Most maddening of all, Luke never showed his good side to others. Adults expecting the usual performance by a baby — gurgling laughs at funny faces, easy clowning at his own infant clumsiness, automatic pleasure at their friendliness — were shocked by Luke’s obvious suspicion of them, his unforgiving self-critical attitude at his own failures, his anger at being teased, his obvious desire to be their equal.

“Do you remember me? Give me a kiss. I brought you a present. Would you like me to play with you?” All those offers (always made, Nina noticed, with every expectation by the adults that their generosity was special, impossible to refuse), offers made by grandparents, uncles, aunts, neighbors, friends, were answered by Luke ducking his head and mumbling: “No.” He would give them nothing, no matter how high the bribe. It almost frightened her; his lofty lack of self-interest sometimes seemed inhuman.

To have found Pearl, someone whom he did like, someone who gave to children without vanity, without expectation of reward— that was Pearl all right, a woman of apparently limitless self-sacrifice and patience — to have found her and for Luke to already know and like her … it was a miracle. Surely Eric would understand that.

So — nervous — Nina told Eric about her conversation with Pearl. Eric had begun to watch a videotape of a cable show about the stock market and he asked her to wait until it was over. She sat patiently while Eric shouted answers to the people on the program, applauding or booing as if the opinions were base hits or errors. Finally he listened to Nina. Eric nodded, said great, and that he would arrange to be home early any day that Pearl could come by. But Eric’s legs jiggled up and down, his eyes became solemn (like Luke’s thoughtful, worried look before nap time), and it was obvious to Nina that Eric was scared by the prospect of leaving his son in the care of a stranger.
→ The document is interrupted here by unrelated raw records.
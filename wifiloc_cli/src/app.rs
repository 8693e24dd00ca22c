//! Config loading, backend assembly and the one-shot subcommands.

use eyre::{Result, WrapErr};
use serde_json::json;
use std::fs;
use std::path::Path;
use std::sync::Arc;
use std::time::Duration;
use wifiloc_config::{Config, ScanBackend, ScanCfg, StoreBackend, StoreCfg};
use wifiloc_core::{
    FingerprintStore, JsonlStore, LocError, MemoryStore, Signature, Tracker, parse_report,
    scan_error::map_scan_error,
};
use wifiloc_scan::{CommandScanSource, SimulatedScanSource};
use wifiloc_traits::ScanSource;

pub fn load_config(path: Option<&Path>) -> Result<Config> {
    let cfg = match path {
        Some(p) => {
            let text = fs::read_to_string(p)
                .wrap_err_with(|| format!("read config {}", p.display()))?;
            wifiloc_config::load_toml(&text)
                .wrap_err_with(|| format!("parse config {}", p.display()))?
        }
        None => Config::default(),
    };
    cfg.validate().wrap_err("invalid configuration")?;
    Ok(cfg)
}

pub fn scan_source(cfg: &ScanCfg) -> Result<Arc<dyn ScanSource>> {
    match cfg.backend {
        ScanBackend::Command => {
            tracing::debug!(command = %cfg.command, args = ?cfg.args, "using command scan source");
            Ok(Arc::new(CommandScanSource::new(
                cfg.command.clone(),
                cfg.args.clone(),
            )))
        }
        ScanBackend::Simulated => {
            let path = cfg.simulated_report.as_deref().ok_or_else(|| {
                eyre::eyre!("scan.simulated_report is required for the simulated backend")
            })?;
            let report = fs::read_to_string(path)
                .wrap_err_with(|| format!("open simulated report {path}"))?;
            tracing::debug!(path, "using simulated scan source");
            Ok(Arc::new(SimulatedScanSource::new(report)))
        }
    }
}

pub fn store(cfg: &StoreCfg) -> Result<Arc<dyn FingerprintStore>> {
    Ok(match cfg.backend {
        StoreBackend::Memory => Arc::new(MemoryStore::new()),
        StoreBackend::Jsonl => Arc::new(
            JsonlStore::open(&cfg.dir).map_err(|e| eyre::Report::new(LocError::from(e)))?,
        ),
    })
}

/// Assemble a tracker from config and import the seed CSV, if any.
/// The scan timer is left stopped.
pub fn build_tracker(cfg: &Config, seeds: Option<&Path>) -> Result<Tracker> {
    let tracker = Tracker::builder()
        .with_shared_scan_source(scan_source(&cfg.scan)?)
        .with_shared_store(store(&cfg.store)?)
        .knn((&cfg.knn).into())
        .scheduler(cfg.into())
        .initial_mode(cfg.scheduler.initial_mode.into())
        .initial_position(cfg.position.into())
        .build()?;

    if let Some(path) = seeds {
        let seeds = wifiloc_config::load_fingerprints_csv(path)?;
        let n = seeds.len();
        for seed in seeds {
            tracker.import_fingerprint(seed.into())?;
        }
        tracing::info!(count = n, path = %path.display(), "seed fingerprints imported");
    }
    Ok(tracker)
}

/// Read a report from `input`, or run one live scan.
pub fn read_report(cfg: &Config, input: Option<&Path>) -> Result<String> {
    match input {
        Some(p) => fs::read_to_string(p).wrap_err_with(|| format!("read report {}", p.display())),
        None => live_scan(cfg),
    }
}

fn live_scan(cfg: &Config) -> Result<String> {
    let source = scan_source(&cfg.scan)?;
    source
        .scan(Duration::from_millis(cfg.scan.timeout_ms))
        .map_err(|e| eyre::Report::new(map_scan_error(&*e)))
}

/// Print a JSON value; compact under `--json`, pretty otherwise.
pub fn emit(json_mode: bool, value: &serde_json::Value) {
    let text = if json_mode {
        value.to_string()
    } else {
        serde_json::to_string_pretty(value).unwrap_or_else(|_| value.to_string())
    };
    println!("{text}");
}

pub fn signature_json(sig: &Signature) -> serde_json::Value {
    serde_json::to_value(sig).unwrap_or_else(|_| json!(null))
}

pub fn cmd_parse(cfg: &Config, input: Option<&Path>, json_mode: bool) -> Result<()> {
    let sig = parse_report(&read_report(cfg, input)?);
    tracing::debug!(networks = sig.readings.len(), "report parsed");
    emit(json_mode, &signature_json(&sig));
    Ok(())
}

pub fn cmd_scan(cfg: &Config, json_mode: bool) -> Result<()> {
    cmd_parse(cfg, None, json_mode)
}

pub fn cmd_locate(
    cfg: &Config,
    seeds: Option<&Path>,
    input: Option<&Path>,
    json_mode: bool,
) -> Result<()> {
    let tracker = build_tracker(cfg, seeds)?;
    let sig = parse_report(&read_report(cfg, input)?);
    let fingerprints = tracker.fingerprints()?.len();
    let estimate = tracker.estimate(&sig)?;
    match estimate {
        Some(p) => tracing::info!(x = p.x, y = p.y, fingerprints, "position estimated"),
        None => tracing::warn!(fingerprints, "no estimate: not enough data to match"),
    }
    emit(
        json_mode,
        &json!({
            "position": estimate,
            "fingerprints": fingerprints,
            "networks": sig.resolved_readings().len(),
        }),
    );
    Ok(())
}

pub fn cmd_self_check(cfg: &Config, json_mode: bool) -> Result<()> {
    // Config was validated on load.
    let store = store(&cfg.store)?;
    if !store.is_available() {
        return Err(eyre::Report::new(LocError::StoreUnavailable(
            "store reports itself unavailable".into(),
        )));
    }
    let fingerprints = store
        .fingerprints()
        .map_err(|e| eyre::Report::new(LocError::from(e)))?
        .len();
    let sig = parse_report(&live_scan(cfg)?);
    emit(
        json_mode,
        &json!({
            "config": "ok",
            "store": { "ok": true, "fingerprints": fingerprints },
            "scan": {
                "ok": true,
                "device_mac": sig.device_id,
                "networks": sig.resolved_readings().len(),
            },
        }),
    );
    Ok(())
}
She finally understood, after two years, that Luke was a possession of Eric’s. Not one of many, but the possession. Eric loved only through ownership, so for him the emotion wasn’t false, it was real love. Nevertheless, it required performance, that Luke, like some stock, gain in value and popularity. Eric ended every night with a prayerful litany: “Luke remembered such and such Luke can say such and such, he listens when I read, he’s so handsome—” and so on. All of that was true, but this wasn’t pleasure, it was pride.

She almost hated Eric for the way he loved Luke. She felt jealous of the admiration, fearful of its hubris, and worried by the implication of pressure in the future. Eric had already begun to fuss about Luke’s education, clipping articles about the IQ test used for admittance to private nursery schools. He assessed the motor and language skills of other children in the park, noting that Luke was taller than others his age, and had a much larger vocabulary. He bragged about Luke’s remarkable memory to their friends, and worst of all, Eric’s conversations with Nina were always about Luke. Eric laughed about Luke; he hugged Luke as if he were clutching a life preserver; he taped the financial TV shows to have more time to play with Luke and watched them during the few hours she and Eric were alone. All of Eric’s energies were directed at the stock market and at Luke; there was nothing for her.